Stored items
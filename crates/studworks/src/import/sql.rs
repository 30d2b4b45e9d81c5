use super::ImportedWork;

/// Render one classified row as a single-row insert.
///
/// Column order is fixed by the target table; the schema name comes from
/// config and is validated there to be a bare identifier.
pub fn insert_statement(schema: &str, work: &ImportedWork) -> String {
    format!(
        "INSERT INTO {schema}.works (title, work_type, subject, description, composition, universities, price_points, yandex_disk_link) VALUES ('{}', '{}', '{}', '{}', '{}', {}, {}, {});",
        escape_sql(&work.title),
        escape_sql(&work.work_type),
        escape_sql(work.subject.label()),
        escape_sql(&work.description),
        escape_sql(&work.composition),
        optional_literal(work.university.as_deref()),
        work.price_points,
        optional_literal(work.storage_link.as_deref()),
    )
}

/// Render a whole listing as a newline-separated script.
pub fn sql_script(schema: &str, works: &[ImportedWork]) -> String {
    let mut script = String::new();
    for work in works {
        script.push_str(&insert_statement(schema, work));
        script.push('\n');
    }
    script
}

// Backslashes first, then quote doubling, so an escaped backslash never
// re-opens the string.
fn escape_sql(value: &str) -> String {
    value.replace('\\', "\\\\").replace('\'', "''")
}

fn optional_literal(value: Option<&str>) -> String {
    match value {
        Some(value) => format!("'{}'", escape_sql(value)),
        None => "NULL".to_string(),
    }
}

▶ Task directions
Wherever the word "Render" occurs in the data above, copy the line it sits in.

▶ Task output
/// Render one classified row as a single-row insert.
/// Render a whole listing as a newline-separated script.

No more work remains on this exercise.